Donald Duck and his nephews manage to sink Uncle Scrooge's yacht (m = 4843 kg), which is made of steel (ρ = 7850 kg/m3). In typical comic-book fashion, they decide to raise the yacht (which is now on the bottom of a lake) by filling it with ping-pong balls. A ping-pong ball has a mass of 2.70 g and a volume of 3.35·10-5 m3.

a) What is the buoyant force on one ping-pong ball in water?
b)b) How many balls are required to float the ship?

bouyant force one ball= density water*volumeball

YOu decide if the duck's are in fresh water , or sea water.

i found it 0.0335 N with (bouyant force one ball= density water*volumeball) but it 's not truee :(

0.0335*9.8 (g) with this its true! thank you bobpursleyy !!!!

b) How many balls are required to float the ship? How can i find this. can you help me please bobpursley ??

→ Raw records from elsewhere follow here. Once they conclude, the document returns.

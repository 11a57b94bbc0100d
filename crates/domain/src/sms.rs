//! Sms texts sent to clients.
//!
//! Everything produced here is plain ASCII and fits in a single 160 character
//! GSM segment, so providers never switch to UCS-2 or split the message.

use crate::date::{format_day_month, format_time, french_weekday};
use crate::NotificationContext;
use chrono::Datelike;
use unicode_normalization::{char::is_combining_mark, UnicodeNormalization};

pub const SMS_SEGMENT_LEN: usize = 160;

const ELLIPSIS: &str = "...";

/// Strips accents and typographic characters so that the text only
/// contains printable ASCII, and collapses whitespace.
pub fn normalize_text(input: &str) -> String {
    let mut replaced = String::with_capacity(input.len());
    for c in input.chars() {
        match c {
            // Not decomposed by NFD
            'œ' => replaced.push_str("oe"),
            'Œ' => replaced.push_str("OE"),
            'æ' => replaced.push_str("ae"),
            'Æ' => replaced.push_str("AE"),
            'ß' => replaced.push_str("ss"),
            'ø' => replaced.push('o'),
            'Ø' => replaced.push('O'),
            'ł' => replaced.push('l'),
            'Ł' => replaced.push('L'),
            'đ' => replaced.push('d'),
            'Đ' => replaced.push('D'),
            '\u{2018}' | '\u{2019}' | '\u{201A}' | '\u{2032}' | '\u{00B4}' => replaced.push('\''),
            '\u{201C}' | '\u{201D}' | '\u{201E}' | '\u{00AB}' | '\u{00BB}' => replaced.push('"'),
            '\u{2010}'..='\u{2015}' | '\u{2212}' => replaced.push('-'),
            '\u{2026}' => replaced.push_str(ELLIPSIS),
            '\u{00A0}' | '\u{202F}' | '\u{2009}' => replaced.push(' '),
            '\u{20AC}' => replaced.push_str("EUR"),
            c => replaced.push(c),
        }
    }

    let ascii = replaced
        .nfd()
        .filter(|c| !is_combining_mark(*c))
        .filter(|c| c.is_ascii() && (!c.is_ascii_control() || c.is_ascii_whitespace()))
        .collect::<String>();

    ascii.split_whitespace().collect::<Vec<_>>().join(" ")
}

/// Cuts `text` down to `max` characters.
///
/// A cut text ends with `"..."` unless the cut lands right after a
/// sentence ending period, in which case the period is kept as the end.
pub fn ensure_single_segment(text: &str, max: usize) -> String {
    if text.chars().count() <= max {
        return text.to_string();
    }

    let truncated = text.chars().take(max).collect::<String>();
    if truncated.ends_with('.') {
        return truncated;
    }
    if max <= ELLIPSIS.len() {
        return truncated;
    }

    let cut = text.chars().take(max - ELLIPSIS.len()).collect::<String>();
    let cut = cut.trim_end_matches(|c: char| c.is_whitespace() || c == ',');
    if cut.ends_with('.') {
        return cut.to_string();
    }
    format!("{}{}", cut, ELLIPSIS)
}

struct SmsFields {
    first_name: String,
    service: String,
    salon: String,
    weekday: &'static str,
    date: String,
    time: String,
}

fn sms_fields(ctx: &NotificationContext) -> SmsFields {
    let (weekday, date, time) = match ctx.local_start() {
        Some(start) => (
            french_weekday(start.weekday()),
            format_day_month(&start),
            format_time(&start),
        ),
        None => ("", String::new(), String::new()),
    };

    SmsFields {
        first_name: normalize_text(&ctx.client.first_name),
        service: normalize_text(&ctx.service.name),
        salon: normalize_text(&ctx.salon.name),
        weekday,
        date,
        time,
    }
}

pub fn build_confirmation_sms(ctx: &NotificationContext) -> String {
    let f = sms_fields(ctx);
    let text = format!(
        "Bonjour {}, votre rendez-vous {} chez {} est confirme pour {} {} a {}.",
        f.first_name, f.service, f.salon, f.weekday, f.date, f.time
    );
    ensure_single_segment(&normalize_text(&text), SMS_SEGMENT_LEN)
}

pub fn build_reminder_sms(ctx: &NotificationContext) -> String {
    let f = sms_fields(ctx);
    let text = format!(
        "Rappel: {}, votre rendez-vous {} chez {} est prevu {} {} a {}. A demain !",
        f.first_name, f.service, f.salon, f.weekday, f.date, f.time
    );
    ensure_single_segment(&normalize_text(&text), SMS_SEGMENT_LEN)
}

To solve this problem, we will apply the principles of buoyancy. Buoyancy is the upward force exerted on an object submerged in a fluid, which opposes the gravitational force pulling the object downwards. The buoyant force is equal to the weight of the fluid displaced by the object.

a) To calculate the buoyant force on one ping-pong ball in water, we need to find the weight of the water displaced by the ball. This weight can be found using the equation:

Weight = density * volume * gravitational acceleration

The density of water is approximately 1000 kg/m^3, and the volume of one ping-pong ball is given as 3.35 x 10^-5 m^3. The gravitational acceleration (g) is approximately 9.8 m/s^2.

Weight = (1000 kg/m^3) * (3.35 x 10^-5 m^3) * (9.8 m/s^2)
Weight = 0.3283 N

Therefore, the buoyant force on one ping-pong ball in water is approximately 0.3283 N.

b) To determine the number of ping-pong balls required to float the yacht, we need to calculate the total buoyant force needed to counteract the weight of the yacht.

The buoyant force is given by the equation:

Buoyant Force = Weight of the yacht

The weight of the yacht can be calculated using the equation:

Weight of the yacht = mass of the yacht * gravitational acceleration

Given that the mass of the yacht is 4843 kg, and gravitational acceleration is 9.8 m/s^2, we can calculate the weight of the yacht:

Weight of the yacht = (4843 kg) * (9.8 m/s^2)
Weight of the yacht = 47451.4 N

Therefore, the total buoyant force needed to counteract the weight of the yacht is 47451.4 N.

To determine the number of ping-pong balls required, we need to divide the total buoyant force needed by the buoyant force exerted by one ping-pong ball:

Number of balls = Total buoyant force / Buoyant force per ball

Number of balls = 47451.4 N / 0.3283 N
Number of balls ≈ 144,605

Therefore, approximately 144,605 ping-pong balls are required to float the ship.